_WHAT YOU WILL DO_
Each record must appear in the answer exactly as given.

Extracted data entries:
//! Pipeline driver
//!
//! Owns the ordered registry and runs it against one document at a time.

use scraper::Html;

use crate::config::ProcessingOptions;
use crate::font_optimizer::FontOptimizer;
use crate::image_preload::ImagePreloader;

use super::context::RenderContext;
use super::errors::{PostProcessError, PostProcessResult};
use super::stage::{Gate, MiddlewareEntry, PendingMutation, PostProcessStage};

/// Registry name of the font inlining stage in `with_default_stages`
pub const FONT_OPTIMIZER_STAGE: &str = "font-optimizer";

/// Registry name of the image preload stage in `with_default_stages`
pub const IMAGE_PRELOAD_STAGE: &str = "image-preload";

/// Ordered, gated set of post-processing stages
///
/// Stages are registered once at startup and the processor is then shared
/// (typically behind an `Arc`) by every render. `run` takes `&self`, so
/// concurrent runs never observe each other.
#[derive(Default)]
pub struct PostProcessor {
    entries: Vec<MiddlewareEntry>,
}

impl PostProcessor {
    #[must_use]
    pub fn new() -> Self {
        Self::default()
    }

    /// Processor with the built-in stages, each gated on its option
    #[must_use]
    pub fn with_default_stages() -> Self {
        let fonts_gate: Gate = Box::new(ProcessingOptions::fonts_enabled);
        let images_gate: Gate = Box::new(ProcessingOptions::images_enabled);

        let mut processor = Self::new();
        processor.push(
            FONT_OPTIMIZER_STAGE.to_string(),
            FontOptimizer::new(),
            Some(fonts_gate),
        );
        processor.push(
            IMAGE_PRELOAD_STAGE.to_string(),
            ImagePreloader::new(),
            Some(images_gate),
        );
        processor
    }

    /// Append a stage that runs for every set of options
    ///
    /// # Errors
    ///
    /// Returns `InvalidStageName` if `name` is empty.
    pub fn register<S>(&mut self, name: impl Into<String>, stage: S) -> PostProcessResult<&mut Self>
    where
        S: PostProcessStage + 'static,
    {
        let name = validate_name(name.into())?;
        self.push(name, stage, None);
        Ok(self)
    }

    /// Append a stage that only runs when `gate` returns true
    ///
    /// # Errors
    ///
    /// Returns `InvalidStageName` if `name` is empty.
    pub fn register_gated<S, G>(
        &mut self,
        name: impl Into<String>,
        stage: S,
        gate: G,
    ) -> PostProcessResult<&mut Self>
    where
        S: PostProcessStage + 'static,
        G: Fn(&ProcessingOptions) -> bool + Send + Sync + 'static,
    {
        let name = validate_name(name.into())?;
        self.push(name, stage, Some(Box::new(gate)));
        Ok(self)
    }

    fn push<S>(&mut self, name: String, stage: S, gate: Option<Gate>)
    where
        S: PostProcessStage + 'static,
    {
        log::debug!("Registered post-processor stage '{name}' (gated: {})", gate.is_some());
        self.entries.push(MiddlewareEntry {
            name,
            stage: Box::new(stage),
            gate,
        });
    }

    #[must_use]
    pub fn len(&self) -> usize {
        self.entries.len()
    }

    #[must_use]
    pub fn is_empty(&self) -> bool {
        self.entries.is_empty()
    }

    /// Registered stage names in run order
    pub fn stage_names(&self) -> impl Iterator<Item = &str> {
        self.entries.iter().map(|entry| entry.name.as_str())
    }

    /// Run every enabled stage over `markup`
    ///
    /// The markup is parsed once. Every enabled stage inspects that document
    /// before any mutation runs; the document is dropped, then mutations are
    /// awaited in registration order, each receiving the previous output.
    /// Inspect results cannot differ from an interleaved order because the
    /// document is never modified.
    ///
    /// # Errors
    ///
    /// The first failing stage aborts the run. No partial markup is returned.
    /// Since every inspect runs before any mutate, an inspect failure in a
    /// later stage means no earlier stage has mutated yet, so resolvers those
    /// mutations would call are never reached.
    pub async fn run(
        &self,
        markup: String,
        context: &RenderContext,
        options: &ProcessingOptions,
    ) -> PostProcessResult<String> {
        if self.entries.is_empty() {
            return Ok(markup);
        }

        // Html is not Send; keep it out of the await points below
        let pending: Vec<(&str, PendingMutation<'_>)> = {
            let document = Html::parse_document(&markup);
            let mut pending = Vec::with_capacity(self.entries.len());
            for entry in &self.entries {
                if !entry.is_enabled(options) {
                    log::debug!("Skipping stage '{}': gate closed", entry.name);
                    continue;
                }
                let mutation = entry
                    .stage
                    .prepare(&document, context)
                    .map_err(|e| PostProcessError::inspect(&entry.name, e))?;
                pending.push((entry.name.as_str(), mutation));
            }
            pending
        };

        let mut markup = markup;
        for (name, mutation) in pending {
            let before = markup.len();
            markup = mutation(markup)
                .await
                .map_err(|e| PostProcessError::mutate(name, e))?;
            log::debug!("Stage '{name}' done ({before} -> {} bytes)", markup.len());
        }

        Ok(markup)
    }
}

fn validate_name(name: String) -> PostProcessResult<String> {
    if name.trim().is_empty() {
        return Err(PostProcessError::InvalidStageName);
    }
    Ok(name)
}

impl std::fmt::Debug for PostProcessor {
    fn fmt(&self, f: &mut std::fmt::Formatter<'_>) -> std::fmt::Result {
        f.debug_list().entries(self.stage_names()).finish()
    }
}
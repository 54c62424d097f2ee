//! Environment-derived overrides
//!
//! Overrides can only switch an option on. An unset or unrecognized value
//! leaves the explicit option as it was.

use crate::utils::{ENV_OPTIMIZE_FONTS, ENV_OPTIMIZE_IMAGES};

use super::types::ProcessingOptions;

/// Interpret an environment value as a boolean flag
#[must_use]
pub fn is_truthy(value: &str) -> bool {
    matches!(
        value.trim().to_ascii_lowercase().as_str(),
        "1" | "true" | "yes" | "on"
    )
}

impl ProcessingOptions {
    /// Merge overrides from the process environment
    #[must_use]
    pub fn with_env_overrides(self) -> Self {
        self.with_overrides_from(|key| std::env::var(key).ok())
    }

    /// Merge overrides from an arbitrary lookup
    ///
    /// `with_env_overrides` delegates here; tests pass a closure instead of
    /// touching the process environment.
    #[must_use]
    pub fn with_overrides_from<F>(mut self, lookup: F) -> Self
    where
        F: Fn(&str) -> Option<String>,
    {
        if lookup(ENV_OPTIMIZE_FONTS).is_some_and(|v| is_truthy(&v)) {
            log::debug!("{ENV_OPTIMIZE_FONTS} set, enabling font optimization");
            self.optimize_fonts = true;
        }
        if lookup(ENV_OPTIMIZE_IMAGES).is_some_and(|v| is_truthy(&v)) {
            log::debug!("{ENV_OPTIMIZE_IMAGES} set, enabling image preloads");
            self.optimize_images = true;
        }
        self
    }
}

_RESULT FOR THIS TASK_
//! Pipeline driver
//!
//! Owns the ordered registry and runs it against one document at a time.

use scraper::Html;

use crate::config::ProcessingOptions;
use crate::font_optimizer::FontOptimizer;
use crate::image_preload::ImagePreloader;

use super::context::RenderContext;
use super::errors::{PostProcessError, PostProcessResult};
use super::stage::{Gate, MiddlewareEntry, PendingMutation, PostProcessStage};

/// Registry name of the font inlining stage in `with_default_stages`
pub const FONT_OPTIMIZER_STAGE: &str = "font-optimizer";

/// Registry name of the image preload stage in `with_default_stages`
pub const IMAGE_PRELOAD_STAGE: &str = "image-preload";

/// Ordered, gated set of post-processing stages
///
/// Stages are registered once at startup and the processor is then shared
/// (typically behind an `Arc`) by every render. `run` takes `&self`, so
/// concurrent runs never observe each other.
#[derive(Default)]
pub struct PostProcessor {
    entries: Vec<MiddlewareEntry>,
}

impl PostProcessor {
    #[must_use]
    pub fn new() -> Self {
        Self::default()
    }

    /// Processor with the built-in stages, each gated on its option
    #[must_use]
    pub fn with_default_stages() -> Self {
        let fonts_gate: Gate = Box::new(ProcessingOptions::fonts_enabled);
        let images_gate: Gate = Box::new(ProcessingOptions::images_enabled);

        let mut processor = Self::new();
        processor.push(
            FONT_OPTIMIZER_STAGE.to_string(),
            FontOptimizer::new(),
            Some(fonts_gate),
        );
        processor.push(
            IMAGE_PRELOAD_STAGE.to_string(),
            ImagePreloader::new(),
            Some(images_gate),
        );
        processor
    }

    /// Append a stage that runs for every set of options
    ///
    /// # Errors
    ///
    /// Returns `InvalidStageName` if `name` is empty.
    pub fn register<S>(&mut self, name: impl Into<String>, stage: S) -> PostProcessResult<&mut Self>
    where
        S: PostProcessStage + 'static,
    {
        let name = validate_name(name.into())?;
        self.push(name, stage, None);
        Ok(self)
    }

    /// Append a stage that only runs when `gate` returns true
    ///
    /// # Errors
    ///
    /// Returns `InvalidStageName` if `name` is empty.
    pub fn register_gated<S, G>(
        &mut self,
        name: impl Into<String>,
        stage: S,
        gate: G,
    ) -> PostProcessResult<&mut Self>
    where
        S: PostProcessStage + 'static,
        G: Fn(&ProcessingOptions) -> bool + Send + Sync + 'static,
    {
        let name = validate_name(name.into())?;
        self.push(name, stage, Some(Box::new(gate)));
        Ok(self)
    }

    fn push<S>(&mut self, name: String, stage: S, gate: Option<Gate>)
    where
        S: PostProcessStage + 'static,
    {
        log::debug!("Registered post-processor stage '{name}' (gated: {})", gate.is_some());
        self.entries.push(MiddlewareEntry {
            name,
            stage: Box::new(stage),
            gate,
        });
    }

    #[must_use]
    pub fn len(&self) -> usize {
        self.entries.len()
    }

    #[must_use]
    pub fn is_empty(&self) -> bool {
        self.entries.is_empty()
    }

    /// Registered stage names in run order
    pub fn stage_names(&self) -> impl Iterator<Item = &str> {
        self.entries.iter().map(|entry| entry.name.as_str())
    }

    /// Run every enabled stage over `markup`
    ///
    /// The markup is parsed once. Every enabled stage inspects that document
    /// before any mutation runs; the document is dropped, then mutations are
    /// awaited in registration order, each receiving the previous output.
    /// Inspect results cannot differ from an interleaved order because the
    /// document is never modified.
    ///
    /// # Errors
    ///
    /// The first failing stage aborts the run. No partial markup is returned.
    /// Since every inspect runs before any mutate, an inspect failure in a
    /// later stage means no earlier stage has mutated yet, so resolvers those
    /// mutations would call are never reached.
    pub async fn run(
        &self,
        markup: String,
        context: &RenderContext,
        options: &ProcessingOptions,
    ) -> PostProcessResult<String> {
        if self.entries.is_empty() {
            return Ok(markup);
        }

        // Html is not Send; keep it out of the await points below
        let pending: Vec<(&str, PendingMutation<'_>)> = {
            let document = Html::parse_document(&markup);
            let mut pending = Vec::with_capacity(self.entries.len());
            for entry in &self.entries {
                if !entry.is_enabled(options) {
                    log::debug!("Skipping stage '{}': gate closed", entry.name);
                    continue;
                }
                let mutation = entry
                    .stage
                    .prepare(&document, context)
                    .map_err(|e| PostProcessError::inspect(&entry.name, e))?;
                pending.push((entry.name.as_str(), mutation));
            }
            pending
        };

        let mut markup = markup;
        for (name, mutation) in pending {
            let before = markup.len();
            markup = mutation(markup)
                .await
                .map_err(|e| PostProcessError::mutate(name, e))?;
            log::debug!("Stage '{name}' done ({before} -> {} bytes)", markup.len());
        }

        Ok(markup)
    }
}

fn validate_name(name: String) -> PostProcessResult<String> {
    if name.trim().is_empty() {
        return Err(PostProcessError::InvalidStageName);
    }
    Ok(name)
}

impl std::fmt::Debug for PostProcessor {
    fn fmt(&self, f: &mut std::fmt::Formatter<'_>) -> std::fmt::Result {
        f.debug_list().entries(self.stage_names()).finish()
    }
}
repository 54c62424d097f2ee
//! Environment-derived overrides
//!
//! Overrides can only switch an option on. An unset or unrecognized value
//! leaves the explicit option as it was.

use crate::utils::{ENV_OPTIMIZE_FONTS, ENV_OPTIMIZE_IMAGES};

use super::types::ProcessingOptions;

/// Interpret an environment value as a boolean flag
#[must_use]
pub fn is_truthy(value: &str) -> bool {
    matches!(
        value.trim().to_ascii_lowercase().as_str(),
        "1" | "true" | "yes" | "on"
    )
}

impl ProcessingOptions {
    /// Merge overrides from the process environment
    #[must_use]
    pub fn with_env_overrides(self) -> Self {
        self.with_overrides_from(|key| std::env::var(key).ok())
    }

    /// Merge overrides from an arbitrary lookup
    ///
    /// `with_env_overrides` delegates here; tests pass a closure instead of
    /// touching the process environment.
    #[must_use]
    pub fn with_overrides_from<F>(mut self, lookup: F) -> Self
    where
        F: Fn(&str) -> Option<String>,
    {
        if lookup(ENV_OPTIMIZE_FONTS).is_some_and(|v| is_truthy(&v)) {
            log::debug!("{ENV_OPTIMIZE_FONTS} set, enabling font optimization");
            self.optimize_fonts = true;
        }
        if lookup(ENV_OPTIMIZE_IMAGES).is_some_and(|v| is_truthy(&v)) {
            log::debug!("{ENV_OPTIMIZE_IMAGES} set, enabling image preloads");
            self.optimize_images = true;
        }
        self
    }
}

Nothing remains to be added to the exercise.